Yea, I know what you mean. Most the time I am afraid to ask John. On my Pumpkinrot, I had bought the wrong caldron. I don't know how I screwed up. Anyway, I decided to ask people at Halloweenforum which one it was. They told me the wrong one. So, I was talking to John one day when I told him I bought the caldron for Pumpkinrot. I got a long email from John gripping out the person who had given me the wrong advice about the caldron. It was too funny. Now I just bug him till he tells me what his new ideas are. Sometimes it works and sometimes it doesn't. You know how John can be.


----------



## ScareFX (Aug 18, 2004)

krough said:


> Got my new site setup.
> Posted a few new photos, found some of my FCG as well.
> http://www.grimvisions.com/2005.htm
> Im sure most of you have seen these already, but since my old site is gone and all images I have ever posted are broken, I figured id repost.
> ...


Congrats on the new site krough.


----------



## Zombie-F (Apr 12, 2004)

Looks good and congrats on the new site!

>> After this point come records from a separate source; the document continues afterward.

// SPDX-License-Identifier: AGPL-3.0-or-later
//
// Copyright (C) 2025 Daniel Negri
//
// This program is free software: you can redistribute it and/or modify
// it under the terms of the GNU Affero General Public License as published by
// the Free Software Foundation, either version 3 of the License, or
// (at your option) any later version.
//
// This program is distributed in the hope that it will be useful,
// but WITHOUT ANY WARRANTY; without even the implied warranty of
// MERCHANTABILITY or FITNESS FOR A PARTICULAR PURPOSE. See the
// GNU Affero General Public License for more details.
//
// You should have received a copy of the GNU Affero General Public License
// along with this program. If not, see <https://www.gnu.org/licenses/>.

//! Immutable food order records.
//!
//! An order is created atomically with its debit ledger entry and never
//! edited or cancelled afterward. Its lines are denormalized snapshots of
//! the catalog at order time, not live references.

use crate::base::{AccountId, EntryId, OrderId};
use crate::pricing::{MealType, PricedOrder};
use chrono::{DateTime, Utc};
use rust_decimal::Decimal;
use serde::Serialize;

/// Item name, unit price, quantity, and subtotal captured at order time.
#[derive(Debug, Clone, PartialEq, Serialize)]
pub struct OrderLine {
    pub item_name: String,
    pub unit_price: Decimal,
    pub quantity: u32,
    pub subtotal: Decimal,
}

/// One persisted point-of-sale order.
///
/// Invariants: `total == Σ line.subtotal` and `total` equals the amount of
/// the referenced debit entry (`entry_id`).
#[derive(Debug, Clone, PartialEq, Serialize)]
pub struct FoodOrder {
    pub id: OrderId,
    /// Human-readable, globally unique (`ORD-YYYYMMDD-XXXXXX`).
    pub order_number: String,
    pub account_id: AccountId,
    pub meal_type: MealType,
    pub total: Decimal,
    /// The single debit ledger entry created with this order.
    pub entry_id: EntryId,
    /// Staff account that served the order.
    pub served_by: AccountId,
    pub lines: Vec<OrderLine>,
    pub created_at: DateTime<Utc>,
}

impl FoodOrder {
    pub(crate) fn from_priced(
        id: OrderId,
        order_number: String,
        account_id: AccountId,
        entry_id: EntryId,
        served_by: AccountId,
        priced: &PricedOrder,
        created_at: DateTime<Utc>,
    ) -> Self {
        let lines = priced
            .lines
            .iter()
            .map(|line| OrderLine {
                item_name: line.item_name.clone(),
                unit_price: line.unit_price,
                quantity: line.quantity,
                subtotal: line.subtotal,
            })
            .collect();
        Self {
            id,
            order_number,
            account_id,
            meal_type: priced.meal_type,
            total: priced.total,
            entry_id,
            served_by,
            lines,
            created_at,
        }
    }

    /// Sum of line subtotals; equal to `total` by construction.
    pub fn line_total(&self) -> Decimal {
        self.lines.iter().map(|line| line.subtotal).sum()
    }

    /// Debit memo of the original receipt form, e.g. `"Canteen - LUNCH (2 items)"`.
    pub fn debit_memo(meal_type: MealType, line_count: usize) -> String {
        format!("Canteen - {meal_type} ({line_count} items)")
    }
}
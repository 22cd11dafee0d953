// SPDX-License-Identifier: AGPL-3.0-or-later
//
// Copyright (C) 2025 Daniel Negri
//
// This program is free software: you can redistribute it and/or modify
// it under the terms of the GNU Affero General Public License as published by
// the Free Software Foundation, either version 3 of the License, or
// (at your option) any later version.
//
// This program is distributed in the hope that it will be useful,
// but WITHOUT ANY WARRANTY; without even the implied warranty of
// MERCHANTABILITY or FITNESS FOR A PARTICULAR PURPOSE. See the
// GNU Affero General Public License for more details.
//
// You should have received a copy of the GNU Affero General Public License
// along with this program. If not, see <https://www.gnu.org/licenses/>.

//! The wallet and booking engine.
//!
//! The [`Engine`] owns accounts, rooms, the order store, and the injected
//! catalog and notifier capabilities. Operations on different accounts run
//! in parallel; per-account and per-room sequences are serialized by the
//! aggregate mutexes.
//!
//! # Atomicity
//!
//! A booking commits in three steps that cannot be observed partially:
//! reserve a unique order number (nothing else written; released on any
//! later failure), then — under the account's wallet lock — run the funds
//! check, append the single debit entry, and publish the completed order
//! under the reserved number. No failure path leaves a debit without an
//! order or an order without its debit.
//!
//! # Lock order
//!
//! Account before room, always. No operation holds two account locks or two
//! room locks at once.

use crate::account::{Account, Role, WalletSummary};
use crate::base::{AccountId, EntryId, OrderId, RoomId};
use crate::catalog::{Catalog, PriceSource};
use crate::error::EngineError;
use crate::ledger::{EntryKind, LedgerEntry};
use crate::notify::{EventKind, Notifier, NoopNotifier, NotifyPayload};
use crate::order::FoodOrder;
use crate::order_store::{NumberReservation, OrderStore};
use crate::pricing::{generate_order_number, price_basket, BasketLine, MealType};
use crate::room::{Room, RoomSnapshot};
use chrono::Utc;
use dashmap::mapref::entry::Entry;
use dashmap::DashMap;
use rust_decimal::Decimal;
use rust_decimal_macros::dec;
use std::sync::atomic::{AtomicU64, Ordering};
use std::sync::Arc;

/// Tunables injected at engine construction.
#[derive(Debug, Clone, PartialEq)]
pub struct EngineConfig {
    /// A balance at or below this value raises the low-balance flag and
    /// event (inclusive boundary).
    pub low_balance_threshold: Decimal,
    /// Order-number regeneration attempts before giving up with `Conflict`.
    pub order_number_max_attempts: u32,
}

impl Default for EngineConfig {
    fn default() -> Self {
        Self {
            low_balance_threshold: dec!(100.00),
            order_number_max_attempts: 5,
        }
    }
}

/// Result of a successful booking.
#[derive(Debug, Clone)]
pub struct BookingReceipt {
    pub order: Arc<FoodOrder>,
    pub previous_balance: Decimal,
    pub new_balance: Decimal,
    pub low_balance: bool,
}

/// Result of a successful manual credit/debit.
#[derive(Debug, Clone)]
pub struct TransactionReceipt {
    pub entry: LedgerEntry,
    pub previous_balance: Decimal,
    pub new_balance: Decimal,
    pub low_balance: bool,
}

/// Central engine managing wallets, orders, and rooms.
pub struct Engine {
    accounts: DashMap<AccountId, Arc<Account>>,
    /// Roll number -> account id, for quick orders at the counter.
    roll_index: DashMap<String, AccountId>,
    rooms: DashMap<RoomId, Arc<Room>>,
    room_no_index: DashMap<String, RoomId>,
    orders: OrderStore,
    next_entry_id: AtomicU64,
    next_order_id: AtomicU64,
    price_source: Arc<dyn PriceSource>,
    notifier: Arc<dyn Notifier>,
    config: EngineConfig,
}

I don't think you ever posted your pics here though, so they are new to me.


----------



## TipoDeemin (Oct 8, 2005)

Those look great, Krough. I'd be afraid of your house if I was a ToT, but I'd be sure to go there every year.


----------



## Frighteners Entertainment (Jan 24, 2006)

Krough,
Looks real good! Is this just for Halloween Night?

Jeff


----------



## krough (Oct 7, 2004)

I put up a few things prior to halloween, like the scarecrows. On the 31st of October I put up the graveyard and everything else. After the TOT'ers are gone I take it all down and put it away. I spend too much time working on things to have them damaged by some miscreant (I live on a corner and there is a ton of foot traffic late in the evening).


----------